In fact no chicken sold or raised in the US is given hormones or steroids.

Over 1000 adults answered the survey, which was conducted by ORC International.

In some cases, consumers are not able to easily access facts on chicken production, the NCC said, and as a result the organisation is launching a new project called 'Chicken Check In', which aims to help the public learn about chicken production.

According to the survey, 68 per cent of Americans believe that the media portrays the care of chicken negatively, highlighting the need for chicken producers to engage in more conversations with consumers about where their chicken comes from.

The NCC said many of the assumptions expressed by survey respondents were concerning, including:

  • 78 per cent believe chickens are genetically modified, when there are no genetically modified chickens, and chicken production has become more efficient merely using conventional breeding;
  • 77 per cent believe chicken contains added hormones or steroids, when the USDA has banned all hormones and steroids in poultry since the 1950s;
  • 73 per cent believe antibiotics are present in most chicken meat, when the USDA regulates withdrawal periods to ensure no meat bought in-store contains antibiotic residues;
  • 68 per cent believe most chickens raised for meat are raised in cages, when no US broiler chickens are raised in cages.

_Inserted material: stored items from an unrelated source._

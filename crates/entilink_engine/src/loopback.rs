//! In-process loopback transport backed by an entity store.
//!
//! Every transaction is routed through the wire codec, so a client running
//! against the loopback exercises the same encode/decode path as one
//! talking to a real server, without network overhead.

use crate::error::EngineResult;
use crate::flags::TransactionFlags;
use crate::transport::{RetrieveRequest, Transport};
use entilink_model::{Container, Entity, EntityId, Message, Role};
use entilink_wire::{container_from_element, encode_request, encode_response, RawElement};
use std::collections::HashMap;
use std::sync::Mutex;

#[derive(Debug)]
struct StoreState {
    entities: HashMap<i64, Entity>,
    next_id: i64,
    request_counter: u64,
}

/// An in-memory entity store acting as the server side of a transport.
#[derive(Debug)]
pub struct LoopbackStore {
    state: Mutex<StoreState>,
}

impl Default for LoopbackStore {
    fn default() -> Self {
        Self::new()
    }
}

impl LoopbackStore {
    /// Creates an empty store.
    #[must_use]
    pub fn new() -> Self {
        Self {
            state: Mutex::new(StoreState {
                entities: HashMap::new(),
                next_id: 1,
                request_counter: 0,
            }),
        }
    }

    /// Number of stored entities.
    #[must_use]
    pub fn len(&self) -> usize {
        self.state.lock().unwrap().entities.len()
    }

    /// Returns true if nothing is stored.
    #[must_use]
    pub fn is_empty(&self) -> bool {
        self.len() == 0
    }

    /// Returns true if an entity with the given id is stored.
    #[must_use]
    pub fn contains(&self, id: EntityId) -> bool {
        self.state.lock().unwrap().entities.contains_key(&id.as_i64())
    }

    /// Builds a response container and routes it through the codec.
    fn respond(&self, entities: Vec<Entity>) -> EngineResult<Container> {
        let counter = {
            let mut state = self.state.lock().unwrap();
            state.request_counter += 1;
            state.request_counter
        };
        let mut response: Container = entities.into_iter().collect();
        response.timestamp = Some(counter.to_string());
        response.srid = Some(format!("loopback-{counter}"));

        let element = encode_response(&response);
        Ok(container_from_element(&element)?)
    }

    fn missing(id: Option<EntityId>, name: Option<&str>) -> Entity {
        let mut entity = Entity::new(Role::Entity);
        if let Some(id) = id {
            // The id of a missing entity is echoed so the client can match
            // the error to its request entity.
            let _ = entity.set_id(id);
        }
        if let Some(name) = name {
            entity.set_name(name);
        }
        entity.add_message(Message::error(Some(101), "entity does not exist"));
        entity
    }

    /// Decodes the request the way a server would: through the codec.
    fn decode_request(request: &Container) -> EngineResult<Container> {
        let element = encode_request(request);
        Ok(container_from_element(&element)?)
    }
}

/// Replaces temporary (negative) ids in an element tree with permanent
/// ones, consistently across references.
fn remap_tmp_ids(element: &mut RawElement, map: &mut HashMap<i64, i64>, next: &mut i64) {
    if let Some(raw) = element.attribute("id") {
        if let Ok(id) = raw.parse::<i64>() {
            if id < 0 {
                let assigned = *map.entry(id).or_insert_with(|| {
                    let assigned = *next;
                    *next += 1;
                    assigned
                });
                element.set_attribute("id", assigned.to_string());
            }
        }
    }
    for child in &mut element.children {
        remap_tmp_ids(child, map, next);
    }
}

impl Transport for LoopbackStore {
    fn retrieve(
        &self,
        request: &RetrieveRequest,
        _flags: &TransactionFlags,
    ) -> EngineResult<Container> {
        let found: Vec<Entity> = {
            let state = self.state.lock().unwrap();
            match request {
                RetrieveRequest::Ids(ids) => ids
                    .iter()
                    .map(|id| {
                        state
                            .entities
                            .get(&id.as_i64())
                            .cloned()
                            .unwrap_or_else(|| Self::missing(Some(*id), None))
                    })
                    .collect(),
                RetrieveRequest::Names(names) => names
                    .iter()
                    .map(|name| {
                        state
                            .entities
                            .values()
                            .find(|e| e.name() == Some(name.as_str()))
                            .cloned()
                            .unwrap_or_else(|| Self::missing(None, Some(name)))
                    })
                    .collect(),
                RetrieveRequest::Paths(paths) => paths
                    .iter()
                    .map(|path| {
                        state
                            .entities
                            .values()
                            .find(|e| e.path() == Some(path.as_str()))
                            .cloned()
                            .unwrap_or_else(|| Self::missing(None, Some(path)))
                    })
                    .collect(),
            }
        };
        self.respond(found)
    }

    fn insert(&self, request: &Container, _flags: &TransactionFlags) -> EngineResult<Container> {
        let mut element = encode_request(request);
        {
            let mut state = self.state.lock().unwrap();
            let mut map = HashMap::new();
            let mut next = state.next_id;
            remap_tmp_ids(&mut element, &mut map, &mut next);
            state.next_id = next;
        }
        let decoded = container_from_element(&element)?;

        let mut stored = Vec::with_capacity(decoded.len());
        {
            let mut state = self.state.lock().unwrap();
            for entity in decoded {
                if let Some(id) = entity.id() {
                    state.entities.insert(id.as_i64(), entity.clone());
                }
                stored.push(entity);
            }
        }
        self.respond(stored)
    }

    fn update(&self, request: &Container, _flags: &TransactionFlags) -> EngineResult<Container> {
        let decoded = Self::decode_request(request)?;
        let mut result = Vec::with_capacity(decoded.len());
        {
            let mut state = self.state.lock().unwrap();
            for entity in decoded {
                match entity.id() {
                    Some(id) if state.entities.contains_key(&id.as_i64()) => {
                        state.entities.insert(id.as_i64(), entity.clone());
                        result.push(entity);
                    }
                    id => result.push(Self::missing(id, entity.name())),
                }
            }
        }
        self.respond(result)
    }

    fn delete(&self, ids: &[EntityId], _flags: &TransactionFlags) -> EngineResult<Container> {
        let mut result = Vec::with_capacity(ids.len());
        {
            let mut state = self.state.lock().unwrap();
            for id in ids {
                match state.entities.remove(&id.as_i64()) {
                    Some(mut entity) => {
                        entity.set_deleted(true);
                        result.push(entity);
                    }
                    None => result.push(Self::missing(Some(*id), None)),
                }
            }
        }
        self.respond(result)
    }
}
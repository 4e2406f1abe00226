//! Generic element tree as handed over by an XML decoder.

use std::collections::BTreeMap;

/// One decoded element: tag, attributes, text content and child elements.
///
/// Transports decode XML bytes into this shape before the typed decoder
/// takes over, and encode it back into bytes after the typed encoder ran.
#[derive(Debug, Clone, Default, PartialEq, Eq)]
pub struct RawElement {
    /// Element tag.
    pub tag: String,
    /// Attributes in deterministic order.
    pub attributes: BTreeMap<String, String>,
    /// Text content, if any.
    pub text: Option<String>,
    /// Child elements in document order.
    pub children: Vec<RawElement>,
}

impl RawElement {
    /// Creates an element with the given tag.
    pub fn new(tag: impl Into<String>) -> Self {
        Self {
            tag: tag.into(),
            ..Self::default()
        }
    }

    /// Sets an attribute (builder form).
    #[must_use]
    pub fn with_attribute(mut self, key: impl Into<String>, value: impl Into<String>) -> Self {
        self.attributes.insert(key.into(), value.into());
        self
    }

    /// Sets the text content (builder form).
    #[must_use]
    pub fn with_text(mut self, text: impl Into<String>) -> Self {
        self.text = Some(text.into());
        self
    }

    /// Appends a child element (builder form).
    #[must_use]
    pub fn with_child(mut self, child: RawElement) -> Self {
        self.children.push(child);
        self
    }

    /// Sets an attribute.
    pub fn set_attribute(&mut self, key: impl Into<String>, value: impl Into<String>) {
        self.attributes.insert(key.into(), value.into());
    }

    /// Returns an attribute value.
    #[must_use]
    pub fn attribute(&self, key: &str) -> Option<&str> {
        self.attributes.get(key).map(String::as_str)
    }

    /// Appends a child element.
    pub fn push_child(&mut self, child: RawElement) {
        self.children.push(child);
    }
}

“We take pride in the care of our chickens, but we know it’s on us as an industry to do a better job of providing more information on how our food gets from farm to table,” said Tom Super, spokesperson for the NCC.

“Food is an emotionally-charged topic, and with conflicting information readily available online and on social media, it’s understandable people are concerned. We invite consumers with open arms to come and take a look at the work we’re doing to progress as an industry in providing safe, healthy and sustainable food.”

The 'Chicken Check In' site allows consumers to learn more about how the chicken they purchase and feed their families is raised.

“The mission of Chicken Check In is to provide those who have questions with the level of information they want regarding the care and safety of the chicken they eat,” said Mr Super.

“We’re committed to continuing to build consumer trust by having open conversations and inviting Americans to ask the questions they have now and in the future as they learn more about chicken production.”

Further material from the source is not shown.